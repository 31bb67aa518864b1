pub mod books;
pub mod health;
pub mod import;
pub mod orders;
pub mod payments;

use axum::Router;

use crate::state::AppState;

/// Build the `/api/v1` route tree.
///
/// Route hierarchy:
///
/// ```text
/// /books                       list (filters), create (admin)
/// /books/search                title search
/// /books/featured              featured shelf
/// /books/bestsellers           bestsellers shelf (by sales count)
/// /books/category/{category}   category listing
/// /books/{id}                  get, update (admin), delete (admin)
///
/// /orders                      own orders (GET), create (POST)
/// /orders/all                  all orders (admin)
/// /orders/{id}                 get (owner or admin)
/// /orders/{id}/track           status + timeline (owner or admin)
/// /orders/{id}/status          update status (admin, PUT)
///
/// /payments/config             publishable key id
/// /payments/create-order       open hosted checkout (POST)
/// /payments/verify             verify checkout signature (POST)
///
/// /import/test-connection      probe store credentials (admin, POST)
/// /import/fetch-products       product listing preview (admin, POST)
/// /import/products             start import (admin, POST)
/// /import/progress/{id}        poll session progress (admin, GET)
/// ```
pub fn api_routes() -> Router<AppState> {
    Router::new()
        // Catalog browsing and admin CRUD.
        .nest("/books", books::router())
        // Order lifecycle.
        .nest("/orders", orders::router())
        // Razorpay hosted-checkout flow.
        .nest("/payments", payments::router())
        // WooCommerce catalog import pipeline.
        .nest("/import", import::router())
}
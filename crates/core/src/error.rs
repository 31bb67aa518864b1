//! Domain-level error taxonomy shared across all crates.

use crate::types::DbId;

/// Errors produced by domain logic and the repository layer.
///
/// The API crate maps each variant onto an HTTP status and the standard
/// `{ success: false, message }` envelope; nothing here knows about HTTP.
#[derive(Debug, thiserror::Error)]
pub enum CoreError {
    /// An entity lookup by id found nothing.
    #[error("{entity} with id {id} not found")]
    NotFound {
        /// Entity name for the error message (e.g. `"Book"`).
        entity: &'static str,
        /// The id that was looked up.
        id: DbId,
    },

    /// User input failed validation.
    #[error("Validation error: {0}")]
    Validation(String),

    /// The operation conflicts with existing state.
    #[error("Conflict: {0}")]
    Conflict(String),

    /// The caller is not authenticated.
    #[error("Unauthorized: {0}")]
    Unauthorized(String),

    /// The caller is authenticated but not allowed to do this.
    #[error("Forbidden: {0}")]
    Forbidden(String),

    /// An external service failed in a classified, user-explainable way.
    /// The message is safe to surface to the caller.
    #[error("{0}")]
    Upstream(String),

    /// An unexpected internal failure. The message is logged, not surfaced.
    #[error("Internal error: {0}")]
    Internal(String),
}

▸ **TASK DETAILS**: Reproduce the records above word for word.

▸ **EXERCISE ANSWER**:
repository 31bb67aa518864b1
pub mod books;
pub mod health;
pub mod import;
pub mod orders;
pub mod payments;

use axum::Router;

use crate::state::AppState;

/// Build the `/api/v1` route tree.
///
/// Route hierarchy:
///
/// ```text
/// /books                       list (filters), create (admin)
/// /books/search                title search
/// /books/featured              featured shelf
/// /books/bestsellers           bestsellers shelf (by sales count)
/// /books/category/{category}   category listing
/// /books/{id}                  get, update (admin), delete (admin)
///
/// /orders                      own orders (GET), create (POST)
/// /orders/all                  all orders (admin)
/// /orders/{id}                 get (owner or admin)
/// /orders/{id}/track           status + timeline (owner or admin)
/// /orders/{id}/status          update status (admin, PUT)
///
/// /payments/config             publishable key id
/// /payments/create-order       open hosted checkout (POST)
/// /payments/verify             verify checkout signature (POST)
///
/// /import/test-connection      probe store credentials (admin, POST)
/// /import/fetch-products       product listing preview (admin, POST)
/// /import/products             start import (admin, POST)
/// /import/progress/{id}        poll session progress (admin, GET)
/// ```
pub fn api_routes() -> Router<AppState> {
    Router::new()
        // Catalog browsing and admin CRUD.
        .nest("/books", books::router())
        // Order lifecycle.
        .nest("/orders", orders::router())
        // Razorpay hosted-checkout flow.
        .nest("/payments", payments::router())
        // WooCommerce catalog import pipeline.
        .nest("/import", import::router())
}
filename crates/core/src/error.rs
repository 31bb67aa518864b1
//! Domain-level error taxonomy shared across all crates.

use crate::types::DbId;

/// Errors produced by domain logic and the repository layer.
///
/// The API crate maps each variant onto an HTTP status and the standard
/// `{ success: false, message }` envelope; nothing here knows about HTTP.
#[derive(Debug, thiserror::Error)]
pub enum CoreError {
    /// An entity lookup by id found nothing.
    #[error("{entity} with id {id} not found")]
    NotFound {
        /// Entity name for the error message (e.g. `"Book"`).
        entity: &'static str,
        /// The id that was looked up.
        id: DbId,
    },

    /// User input failed validation.
    #[error("Validation error: {0}")]
    Validation(String),

    /// The operation conflicts with existing state.
    #[error("Conflict: {0}")]
    Conflict(String),

    /// The caller is not authenticated.
    #[error("Unauthorized: {0}")]
    Unauthorized(String),

    /// The caller is authenticated but not allowed to do this.
    #[error("Forbidden: {0}")]
    Forbidden(String),

    /// An external service failed in a classified, user-explainable way.
    /// The message is safe to surface to the caller.
    #[error("{0}")]
    Upstream(String),

    /// An unexpected internal failure. The message is logged, not surfaced.
    #[error("Internal error: {0}")]
    Internal(String),
}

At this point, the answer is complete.